When I was a child, I had a lot of allergies. No feathered pillows, no pet dander from long-haired dogs and cats, and in the summer when the ragweed count got high, I had to stay inside or I would go into spasms of coughing and sneezing.
I took three different kinds of medications for it. All of them were mixed up by Mr. Robinson, the local pharmacist. He was a short, wiry man with glasses and a pockmarked face. He mixed up my three different medications and put them into brown bottles. Then he added a squirt of cherry syrup to make it palatable. They still tasted horrible.
Three times per day I had to take the gaggy stuff. One of them was particularly horrible. It was derived from some kind of tree bark from South America. I couldn’t swallow the stuff without gagging, sometimes I threw up.
Back in the day, my grandmother just filled up a tablespoon of the horrid stuff and let her rip. The bottles didn’t come with any of those measuring cups like they have today. Down my throat it went. At least the medications relieved my cough and runny nose for a little while.
Lately, children’s medications have been in the news. Some of them have been accused of being contaminated and had to be recalled. Now there is some controversy that the dosing cups that come with the medication may be allowing you to overdose your children with the medication. Dosage errors are one of the most common problems with children and adults taking medications, both over the counter and prescription.

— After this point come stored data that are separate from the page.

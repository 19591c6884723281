//! State-changing operations.
//!
//! `addPerson` and `addAsFriend` require an authenticated caller; the rest
//! are open. Every write goes through the store, which validates it
//! atomically, so a rejected mutation leaves nothing behind.

use roster_core::{
  context::AuthContext,
  event::DirectoryEvent,
  person::{NewPerson, Person},
  store::DirectoryStore,
  user::{NewUser, UserView},
};
use serde::{Deserialize, Deserializer, de};

use crate::{
  ApiError, Directory,
  auth::verify_password,
  error::Result,
  resolve::{Envelope, Resolve, args, to_data},
  token::Token,
};

/// A mutation envelope: `{"operation": "addPerson", "args": {...}}`.
#[derive(Debug, Clone)]
pub enum Mutation {
  AddPerson(AddPerson),
  EditNumber(EditNumber),
  CreateUser(CreateUser),
  Login(Login),
  AddAsFriend(AddAsFriend),
}

impl<'de> Deserialize<'de> for Mutation {
  fn deserialize<D: Deserializer<'de>>(deserializer: D) -> Result<Self, D::Error> {
    let Envelope { operation, args: raw } = Envelope::deserialize(deserializer)?;
    match operation.as_str() {
      "addPerson" => args(raw).map(Self::AddPerson),
      "editNumber" => args(raw).map(Self::EditNumber),
      "createUser" => args(raw).map(Self::CreateUser),
      "login" => args(raw).map(Self::Login),
      "addAsFriend" => args(raw).map(Self::AddAsFriend),
      other => Err(de::Error::unknown_variant(other, Self::OPERATIONS)),
    }
  }
}

impl Mutation {
  pub const OPERATIONS: &'static [&'static str] =
    &["addPerson", "editNumber", "createUser", "login", "addAsFriend"];

  pub fn name(&self) -> &'static str {
    match self {
      Self::AddPerson(_) => "addPerson",
      Self::EditNumber(_) => "editNumber",
      Self::CreateUser(_) => "createUser",
      Self::Login(_) => "login",
      Self::AddAsFriend(_) => "addAsFriend",
    }
  }

  pub async fn execute<S: DirectoryStore>(
    self,
    directory: &Directory<S>,
    ctx: &AuthContext,
  ) -> Result<serde_json::Value> {
    match self {
      Self::AddPerson(op) => to_data(op.resolve(directory, ctx).await?),
      Self::EditNumber(op) => to_data(op.resolve(directory, ctx).await?),
      Self::CreateUser(op) => to_data(op.resolve(directory, ctx).await?),
      Self::Login(op) => to_data(op.resolve(directory, ctx).await?),
      Self::AddAsFriend(op) => to_data(op.resolve(directory, ctx).await?),
    }
  }
}

// ─── addPerson ───────────────────────────────────────────────────────────────

/// Create a person, append it to the caller's friend list, and announce it
/// on [`Topic::PersonAdded`](roster_core::event::Topic::PersonAdded).
#[derive(Debug, Clone, Deserialize)]
pub struct AddPerson {
  pub name:   String,
  #[serde(default)]
  pub phone:  Option<String>,
  pub street: String,
  pub city:   String,
}

impl<S: DirectoryStore> Resolve<S> for AddPerson {
  type Output = Person;

  async fn resolve(self, directory: &Directory<S>, ctx: &AuthContext) -> Result<Person> {
    let user = ctx.current_user().ok_or(ApiError::Forbidden)?;
    let store = directory.store();

    let person = store
      .insert_person(NewPerson {
        name:   self.name,
        phone:  self.phone,
        street: self.street,
        city:   self.city,
      })
      .await
      .map_err(ApiError::store)?;

    // The person is already persisted at this point; a failed link is
    // reported but not rolled back, and nothing is published.
    if let Err(e) = store.add_friend(user.id, person.id).await {
      tracing::warn!(
        person = %person.id,
        user = %user.id,
        error = %e,
        "person saved but could not be added to friend list",
      );
      return Err(ApiError::store(e));
    }

    tracing::info!(person = %person.id, name = %person.name, user = %user.id, "person added");
    directory.bus().publish(DirectoryEvent::PersonAdded(person.clone()));
    Ok(person)
  }
}

// ─── editNumber ──────────────────────────────────────────────────────────────

/// Replace the phone of the person called `name`. Open to anonymous callers.
#[derive(Debug, Clone, Deserialize)]
pub struct EditNumber {
  pub name:  String,
  pub phone: String,
}

impl<S: DirectoryStore> Resolve<S> for EditNumber {
  type Output = Option<Person>;

  async fn resolve(
    self,
    directory: &Directory<S>,
    _ctx: &AuthContext,
  ) -> Result<Option<Person>> {
    let store = directory.store();
    let Some(mut person) = store.find_person(&self.name).await.map_err(ApiError::store)?
    else {
      return Ok(None);
    };

    person.phone = Some(self.phone);
    let updated = store.update_person(person).await.map_err(ApiError::store)?;
    tracing::info!(person = %updated.id, "phone number changed");
    Ok(Some(updated))
  }
}

// ─── createUser ──────────────────────────────────────────────────────────────

#[derive(Debug, Clone, Deserialize)]
pub struct CreateUser {
  pub username: String,
}

impl<S: DirectoryStore> Resolve<S> for CreateUser {
  type Output = UserView;

  async fn resolve(self, directory: &Directory<S>, _ctx: &AuthContext) -> Result<UserView> {
    let user = directory
      .store()
      .insert_user(NewUser { username: self.username })
      .await
      .map_err(ApiError::store)?;

    tracing::info!(user = %user.id, username = %user.username, "user created");
    Ok(UserView { id: user.id, username: user.username, friends: Vec::new() })
  }
}

// ─── login ───────────────────────────────────────────────────────────────────

/// Exchange a username and the shared login secret for a signed token.
#[derive(Debug, Clone, Deserialize)]
pub struct Login {
  pub username: String,
  pub password: String,
}

impl<S: DirectoryStore> Resolve<S> for Login {
  type Output = Token;

  async fn resolve(self, directory: &Directory<S>, _ctx: &AuthContext) -> Result<Token> {
    let user = directory
      .store()
      .find_user(&self.username)
      .await
      .map_err(ApiError::store)?;

    // Check the password even for unknown users so both failures cost the
    // same and read the same.
    let password_ok =
      verify_password(self.password, directory.password_hash().to_owned()).await;

    match user {
      Some(user) if password_ok => {
        tracing::info!(user = %user.id, "login succeeded");
        directory.tokens().sign(&user)
      }
      _ => {
        tracing::debug!(username = %self.username, "login rejected");
        Err(ApiError::wrong_credentials())
      }
    }
  }
}

// ─── addAsFriend ─────────────────────────────────────────────────────────────

#[derive(Debug, Clone, Deserialize)]
pub struct AddAsFriend {
  pub name: String,
}

impl<S: DirectoryStore> Resolve<S> for AddAsFriend {
  type Output = UserView;

  async fn resolve(self, directory: &Directory<S>, ctx: &AuthContext) -> Result<UserView> {
    let user = ctx.current_user().ok_or(ApiError::Forbidden)?;
    let store = directory.store();

    let person = store
      .find_person(&self.name)
      .await
      .map_err(ApiError::store)?
      .ok_or_else(|| ApiError::NotFound(format!("person {} not found", self.name)))?;

    if user.is_friend(person.id) {
      return Ok(user.clone());
    }

    store.add_friend(user.id, person.id).await.map_err(ApiError::store)?;
    tracing::info!(user = %user.id, person = %person.id, "friend added");
    Ok(user.with_friend(person))
  }
}
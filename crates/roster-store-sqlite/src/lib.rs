//! SQLite backend for the Roster directory store.
//!
//! Wraps [`tokio_rusqlite`] so all database access runs on a dedicated thread
//! without blocking the async runtime.

mod encode;
mod schema;
mod store;

pub mod error;

pub use error::{Error, Result};
pub use store::SqliteStore;
//! `GET /subscriptions` — live `personAdded` notifications over a websocket.
//!
//! The subscription is attached to the bus before the upgrade completes, so
//! every person added after the handshake request arrives is delivered.
//! Each event is one text frame: `{"addedPerson": {...}}`.

use std::sync::Arc;

use axum::{
  extract::{
    State,
    ws::{Message, WebSocket, WebSocketUpgrade},
  },
  response::Response,
};
use futures::StreamExt as _;
use roster_core::{
  event::{DirectoryEvent, Topic},
  store::DirectoryStore,
};
use serde_json::json;

use crate::{Directory, bus::Subscription};

pub async fn handler<S: DirectoryStore + 'static>(
  State(directory): State<Arc<Directory<S>>>,
  ws: WebSocketUpgrade,
) -> Response {
  let subscription = directory.bus().subscribe(Topic::PersonAdded);
  tracing::debug!(subscribers = directory.bus().subscriber_count(), "subscription opened");
  ws.on_upgrade(move |socket| forward(socket, subscription))
}

/// Render an event as the frame a subscriber receives.
pub fn frame(event: &DirectoryEvent) -> serde_json::Result<String> {
  match event {
    DirectoryEvent::PersonAdded(person) => {
      serde_json::to_string(&json!({ "addedPerson": person }))
    }
  }
}

async fn forward(mut socket: WebSocket, mut subscription: Subscription) {
  loop {
    tokio::select! {
      event = subscription.next() => {
        let Some(event) = event else { break };
        let text = match frame(&event) {
          Ok(text) => text,
          Err(e) => {
            tracing::error!(error = %e, "cannot encode event");
            continue;
          }
        };
        if socket.send(Message::Text(text.into())).await.is_err() {
          break;
        }
      }
      incoming = socket.recv() => {
        match incoming {
          Some(Ok(Message::Close(_))) | Some(Err(_)) | None => break,
          Some(Ok(_)) => {}
        }
      }
    }
  }

  subscription.close();
  tracing::debug!("subscription closed");
}
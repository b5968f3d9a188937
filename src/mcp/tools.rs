//! Tool definitions and the structured (unformatted) rendering of command results.

use serde::Serialize;
use serde_json::json;

use super::protocol::{ToolDefinition, ToolsCallParams, ToolsCallResult};
use crate::dispatcher::{Arguments, CommandResult, Dispatcher, Frontend, Operation, Payload};

struct Tool {
    name: &'static str,
    operation: Operation,
    description: &'static str,
}

const TOOLS: &[Tool] = &[
    Tool {
        name: "list_pods",
        operation: Operation::ListPods,
        description: "List all pods in a namespace",
    },
    Tool {
        name: "list_deployments",
        operation: Operation::ListDeployments,
        description: "List all deployments in a namespace",
    },
    Tool {
        name: "get_pod_logs",
        operation: Operation::GetPodLogs,
        description: "Get logs from a specific pod, or its status and recent events when it is not running",
    },
    Tool {
        name: "notify_slack",
        operation: Operation::Notify,
        description: "Send a message to a Slack channel",
    },
    Tool {
        name: "get_cluster_context",
        operation: Operation::GetClusterContext,
        description: "Show the active Kubernetes context",
    },
    Tool {
        name: "list_contexts",
        operation: Operation::ListContexts,
        description: "List all known Kubernetes contexts",
    },
];

fn input_schema(operation: Operation) -> serde_json::Value {
    match operation {
        Operation::ListPods | Operation::ListDeployments => json!({
            "type": "object",
            "properties": {
                "namespace": { "type": "string", "description": "Namespace, defaults to \"default\"" },
            },
        }),
        Operation::GetPodLogs => json!({
            "type": "object",
            "properties": {
                "pod_name": { "type": "string" },
                "namespace": { "type": "string", "description": "Namespace, defaults to \"default\"" },
            },
            "required": ["pod_name"],
        }),
        Operation::Notify => json!({
            "type": "object",
            "properties": {
                "channel": { "type": "string" },
                "message": { "type": "string" },
            },
            "required": ["channel", "message"],
        }),
        Operation::GetClusterContext | Operation::ListContexts => json!({
            "type": "object",
            "properties": {},
        }),
    }
}

pub fn definitions() -> Vec<ToolDefinition> {
    TOOLS
        .iter()
        .map(|tool| ToolDefinition {
            name: tool.name.to_string(),
            description: tool.description.to_string(),
            input_schema: input_schema(tool.operation),
        })
        .collect()
}

pub fn operation_for(name: &str) -> Option<Operation> {
    TOOLS.iter().find(|tool| tool.name == name).map(|tool| tool.operation)
}

/// Run a tool. Failures come back as an error result, never as a JSON-RPC error.
pub async fn call(dispatcher: &Dispatcher, params: ToolsCallParams) -> ToolsCallResult {
    let operation = match operation_for(&params.name) {
        Some(operation) => operation,
        None => return ToolsCallResult::error(format!("Error: Unknown tool: {}", params.name)),
    };
    let arguments = Arguments::from(params.arguments.unwrap_or_default());
    let result = dispatcher.dispatch(operation, &arguments, Frontend::Tool).await;
    render(&result)
}

pub fn render(result: &CommandResult) -> ToolsCallResult {
    match result {
        Ok(payload) => ToolsCallResult::text(payload_text(payload)),
        Err(err) => ToolsCallResult::error(format!("Error: {err}")),
    }
}

/// Structured payloads as pretty JSON, text payloads as they are
pub fn payload_text(payload: &Payload) -> String {
    match payload {
        Payload::Pods { pods, .. } => to_json(pods),
        Payload::Deployments { deployments, .. } => to_json(deployments),
        Payload::Logs { text, .. } => text.clone(),
        Payload::Context(context) => to_json(context),
        Payload::Contexts(contexts) => to_json(contexts),
        Payload::Notified { channel } => format!("Message sent to {channel}"),
    }
}

fn to_json<T: Serialize>(value: &T) -> String {
    serde_json::to_string_pretty(value).unwrap_or_default()
}

#[cfg(test)]
mod tests {
    use super::*;
    use crate::{
        api::MockClusterApi,
        dispatcher::{testing::dispatcher, MockNotifier},
        pod::fixtures::pod,
    };
    use serde_json::Value;

    fn params(name: &str, arguments: Value) -> ToolsCallParams {
        serde_json::from_value(json!({ "name": name, "arguments": arguments })).unwrap()
    }

    #[test]
    fn declares_required_arguments() {
        let tools = definitions();
        let names: Vec<&str> = tools.iter().map(|t| t.name.as_str()).collect();
        assert_eq!(
            names,
            vec![
                "list_pods",
                "list_deployments",
                "get_pod_logs",
                "notify_slack",
                "get_cluster_context",
                "list_contexts"
            ]
        );
        let logs = tools.iter().find(|t| t.name == "get_pod_logs").unwrap();
        assert_eq!(logs.input_schema["required"], json!(["pod_name"]));
        let notify = tools.iter().find(|t| t.name == "notify_slack").unwrap();
        assert_eq!(notify.input_schema["required"], json!(["channel", "message"]));
    }

    #[tokio::test]
    async fn list_pods_returns_unformatted_snapshots() {
        let mut api = MockClusterApi::new();
        api.expect_list_pods()
            .withf(|namespace: &str| namespace == "default")
            .returning(|_| Ok(vec![pod("web-1", "Running", &["nginx"])]));

        let result = call(
            &dispatcher(api, MockNotifier::new()),
            params("list_pods", json!({ "namespace": "default" })),
        )
        .await;

        assert!(result.is_error.is_none());
        let pods: Value = serde_json::from_str(result.first_text()).unwrap();
        assert_eq!(
            pods,
            json!([{
                "name": "web-1",
                "namespace": "default",
                "status": "Running",
                "containers": ["nginx"],
                "conditions": []
            }])
        );
    }

    #[tokio::test]
    async fn missing_pod_name_is_an_error_result() {
        let mut api = MockClusterApi::new();
        api.expect_get_pod().times(0);
        api.expect_pod_logs().times(0);

        let result = call(&dispatcher(api, MockNotifier::new()), params("get_pod_logs", json!({}))).await;
        assert_eq!(result.is_error, Some(true));
        assert_eq!(result.first_text(), "Error: pod_name is required");
    }

    #[tokio::test]
    async fn arguments_may_be_absent() {
        let mut api = MockClusterApi::new();
        api.expect_list_deployments().returning(|_| Ok(Vec::new()));

        let params: ToolsCallParams = serde_json::from_value(json!({ "name": "list_deployments" })).unwrap();
        let result = call(&dispatcher(api, MockNotifier::new()), params).await;
        assert_eq!(result.first_text(), "[]");
    }

    #[tokio::test]
    async fn notify_confirms_channel() {
        let mut notifier = MockNotifier::new();
        notifier.expect_post_message().times(1).returning(|_, _| Ok(()));

        let result = call(
            &dispatcher(MockClusterApi::new(), notifier),
            params("notify_slack", json!({ "channel": "#alerts", "message": "pod web-1 restarted" })),
        )
        .await;
        assert_eq!(result, ToolsCallResult::text("Message sent to #alerts"));
    }

    #[tokio::test]
    async fn unknown_tool() {
        let result = call(
            &dispatcher(MockClusterApi::new(), MockNotifier::new()),
            params("delete_pod", json!({})),
        )
        .await;
        assert_eq!(result.first_text(), "Error: Unknown tool: delete_pod");
    }
}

According to Medical News Today:
“How can a parent prevent unintentionally overdosing their child if pediatric OTC medication labeling and measuring devices are inconsistent? A study of the 200 best-selling childhood medications, including analgesics, gastrointestinal medicines, as well as those for coughs and colds and allergies had “high levels of variability and inconsistencies” in their labeling and measuring devices.”
74% of all the products tested had some kind of standard measuring device attached to them. Almost all of the products tested (98%) had inconsistencies between the measuring device and the instructions that were printed on the label for the parents to follow. And even worse, 24% of them didn’t have the measurements on the cup or device to help the parents measure out the proper dose for their child.
Some of the medication was measured in milliliters, while others were measured in teaspoons and tablespoons. Some even had the abbreviation for milliliter wrong.
The researchers recommend that all of the OTC children’s medications have one standardized measuring device. Also, the labeled dosing instructions should match the markings on the measuring device.
Remember, over half of all American children are given some of medication every week. We need to make sure that we are getting the dosage right.